Termite hunting
When small chickens or guinea fowl hatch during the hot season, there aren’t a lot of things they can eat because they are too small. So what do they eat? Termites. During this season, people collect corn husks and manure. They add a little bit of water, and pack the mixture into a clay pot.
After the pots are packed, they put small sticks across the top, making a lid so the manure and corn husks will stay inside even if the jar is tipped upside down.
In the evening, people will put the pot, upside down, over a place where they know there are termites around. During the night, the termites climb into the jar to eat the manure/corn husk mixture.

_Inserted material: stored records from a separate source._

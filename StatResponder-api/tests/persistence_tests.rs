use std::sync::{Arc, Once};

use axum::{
    body::{to_bytes, Body},
    http::{Method, Request, StatusCode},
    Router,
};
use serde_json::{json, Value};
use tokio_test::assert_ok;
use tower::ServiceExt;

use stat_responder_api::bootstrap::{build_backend, build_state};
use stat_responder_api::create_app;
use stat_responder_data::database::{DatabaseConfig, DatabasePool};
use stat_responder_data::repository::{
    with_offline_cache, PersistenceMode, SqliteDocumentStore, UserDataRepositoryTrait,
};
use stat_responder_domain::config::AppConfig;
use stat_responder_domain::entities::{MedicalInfo, NewEmergencyContact, UserId};
use stat_responder_domain::services::{create_user_data_store, UserDataServiceTrait};

static INIT: Once = Once::new();

fn initialize() {
    INIT.call_once(|| {
        let _ = tracing_subscriber::fmt().with_test_writer().try_init();
    });
}

fn file_config(dir: &std::path::Path) -> AppConfig {
    let dir = dir.to_string_lossy().to_string();
    AppConfig::from_lookup(move |name| match name {
        "STAT_STORAGE" => Some("file".to_string()),
        "DATA_DIR" => Some(dir.clone()),
        "STAT_USER_ID" => Some("integration-user".to_string()),
        _ => None,
    })
    .expect("config should parse")
}

async fn start_file_app(config: &AppConfig) -> (Router, Arc<dyn UserDataServiceTrait>) {
    let backend = build_backend(config).expect("file backend should open");
    let state = build_state(config, backend).expect("state should build");
    let store = state.user_data.clone();
    store.load().await.expect("load should succeed");
    (create_app(state), store)
}

async fn call(router: &Router, method: Method, uri: &str, body: Option<Value>) -> (StatusCode, Value) {
    let mut builder = Request::builder().method(method).uri(uri);
    let body = match body {
        Some(value) => {
            builder = builder.header("content-type", "application/json");
            Body::from(value.to_string())
        }
        None => Body::empty(),
    };

    let response = router.clone().oneshot(builder.body(body).unwrap()).await.unwrap();
    let status = response.status();
    let bytes = to_bytes(response.into_body(), usize::MAX).await.unwrap();
    let value = if bytes.is_empty() { Value::Null } else { serde_json::from_slice(&bytes).unwrap() };
    (status, value)
}

fn jane() -> NewEmergencyContact {
    NewEmergencyContact {
        name: "Jane Doe".to_string(),
        relationship: "Spouse".to_string(),
        phone_number: "+1234567890".to_string(),
    }
}

#[tokio::test]
async fn test_file_backend_survives_restart() {
    initialize();
    let dir = tempfile::tempdir().unwrap();
    let config = file_config(dir.path());

    {
        let (router, _) = start_file_app(&config).await;

        let contact = json!({ "name": "Jane Doe", "relationship": "Spouse", "phoneNumber": "+1234567890" });
        let (status, _) = call(&router, Method::POST, "/api/v1/contacts", Some(contact)).await;
        assert_eq!(status, StatusCode::CREATED);

        let info = json!({ "allergies": "Penicillin", "medications": "Inhaler", "conditions": "Asthma" });
        let (status, _) = call(&router, Method::PUT, "/api/v1/medical-info", Some(info)).await;
        assert_eq!(status, StatusCode::OK);
    }

    let (router, store) = start_file_app(&config).await;
    assert_eq!(store.user_id().as_str(), "integration-user");

    let (status, body) = call(&router, Method::GET, "/api/v1/user-data", None).await;
    assert_eq!(status, StatusCode::OK);
    assert_eq!(body["isLoading"], false);
    assert_eq!(body["emergencyContacts"][0]["name"], "Jane Doe");
    assert_eq!(body["medicalInfo"]["allergies"], "Penicillin");
}

#[tokio::test]
async fn test_sos_uses_persisted_data() {
    initialize();
    let dir = tempfile::tempdir().unwrap();
    let config = file_config(dir.path());
    let (router, store) = start_file_app(&config).await;

    store.add_contact(jane()).await.unwrap();
    store
        .update_medical_info(MedicalInfo {
            allergies: "Peanuts".to_string(),
            medications: String::new(),
            conditions: String::new(),
        })
        .await
        .unwrap();

    let location = json!({ "latitude": 51.5007, "longitude": -0.1246 });
    let (status, body) = call(&router, Method::POST, "/api/v1/sos", Some(location)).await;
    assert_eq!(status, StatusCode::OK);
    assert_eq!(body["primaryContact"], "Jane Doe");
    assert_eq!(body["medicalInfoAvailable"], true);

    let (status, body) = call(&router, Method::POST, "/api/v1/sos/preparedness", Some(json!({}))).await;
    assert_eq!(status, StatusCode::OK);
    let text = body["text"].as_str().unwrap();
    assert!(text.contains("Peanuts"));
    assert!(text.contains("+1234567890"));
}

#[tokio::test]
async fn test_sqlite_document_store_survives_restart() {
    initialize();
    let dir = tempfile::tempdir().unwrap();
    let db_config = DatabaseConfig {
        sqlite_path: Some(dir.path().join("stat.db").to_string_lossy().to_string()),
        ..DatabaseConfig::default()
    };
    let user = UserId::new("sqlite-user");

    {
        let pool = DatabasePool::open(&db_config).unwrap();
        let repository: Arc<dyn UserDataRepositoryTrait> = Arc::new(SqliteDocumentStore::new(pool));
        let store = create_user_data_store(repository, user.clone(), PersistenceMode::OnlineOnly);
        assert_ok!(store.load().await);
        assert_ok!(store.add_contact(jane()).await);
    }

    let pool = DatabasePool::open(&db_config).unwrap();
    let repository: Arc<dyn UserDataRepositoryTrait> = Arc::new(SqliteDocumentStore::new(pool));
    let store = create_user_data_store(repository, user, PersistenceMode::OnlineOnly);
    let snapshot = assert_ok!(store.load().await);

    assert_eq!(snapshot.emergency_contacts.len(), 1);
    assert_eq!(snapshot.emergency_contacts[0].phone_number, "+1234567890");
    assert!(snapshot.medical_info.is_none());
}

#[tokio::test]
async fn test_offline_cache_is_exclusive() {
    initialize();
    let dir = tempfile::tempdir().unwrap();
    let cache_path = dir.path().join("offline_cache.json");

    let first = SqliteDocumentStore::new(DatabasePool::in_memory().unwrap());
    let (_primary, mode) = with_offline_cache(first, cache_path.clone());
    assert_eq!(mode, PersistenceMode::OfflineCapable);

    // A second instance finds the lock held and runs without the cache
    let second = SqliteDocumentStore::new(DatabasePool::in_memory().unwrap());
    let (repository, mode) = with_offline_cache(second, cache_path);
    assert_eq!(mode, PersistenceMode::OnlineOnly);
    assert_eq!(repository.backend_name(), "sqlite");
}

Early in the morning, people will come and collect the pot. They remove the contents, and then the chicks scratch through it and devour the termites.
Baby Backing
“Patience, what a beautiful baby you have!” some women said as they passed me on their way to go fetch water. “I think he looks like me,” I answered. They all laughed. Abdul Salaam looks nothing like me.
They were commenting because I decided that I wanted to learn how to tie a baby on my back with a piece of cloth, which is how women here carry their children. Madame Shera offered to teach me, and her son was the one I had tied on my back.
Baby backing is pretty straightforward. You bend over and put the baby on your back, and then move the cloth so it goes just under the child’s neck. Then you pull the top part of the cloth tight and tuck it in under your armpits. After that, you pull the bottom of the cloth under the baby’s bottom and twist it in front of you before tying it in a knot.
Carrying children that way is really easy and surprisingly comfortable (although it does squish your chest a little). I was hauling firewood with Salaam on my back, and it felt secure.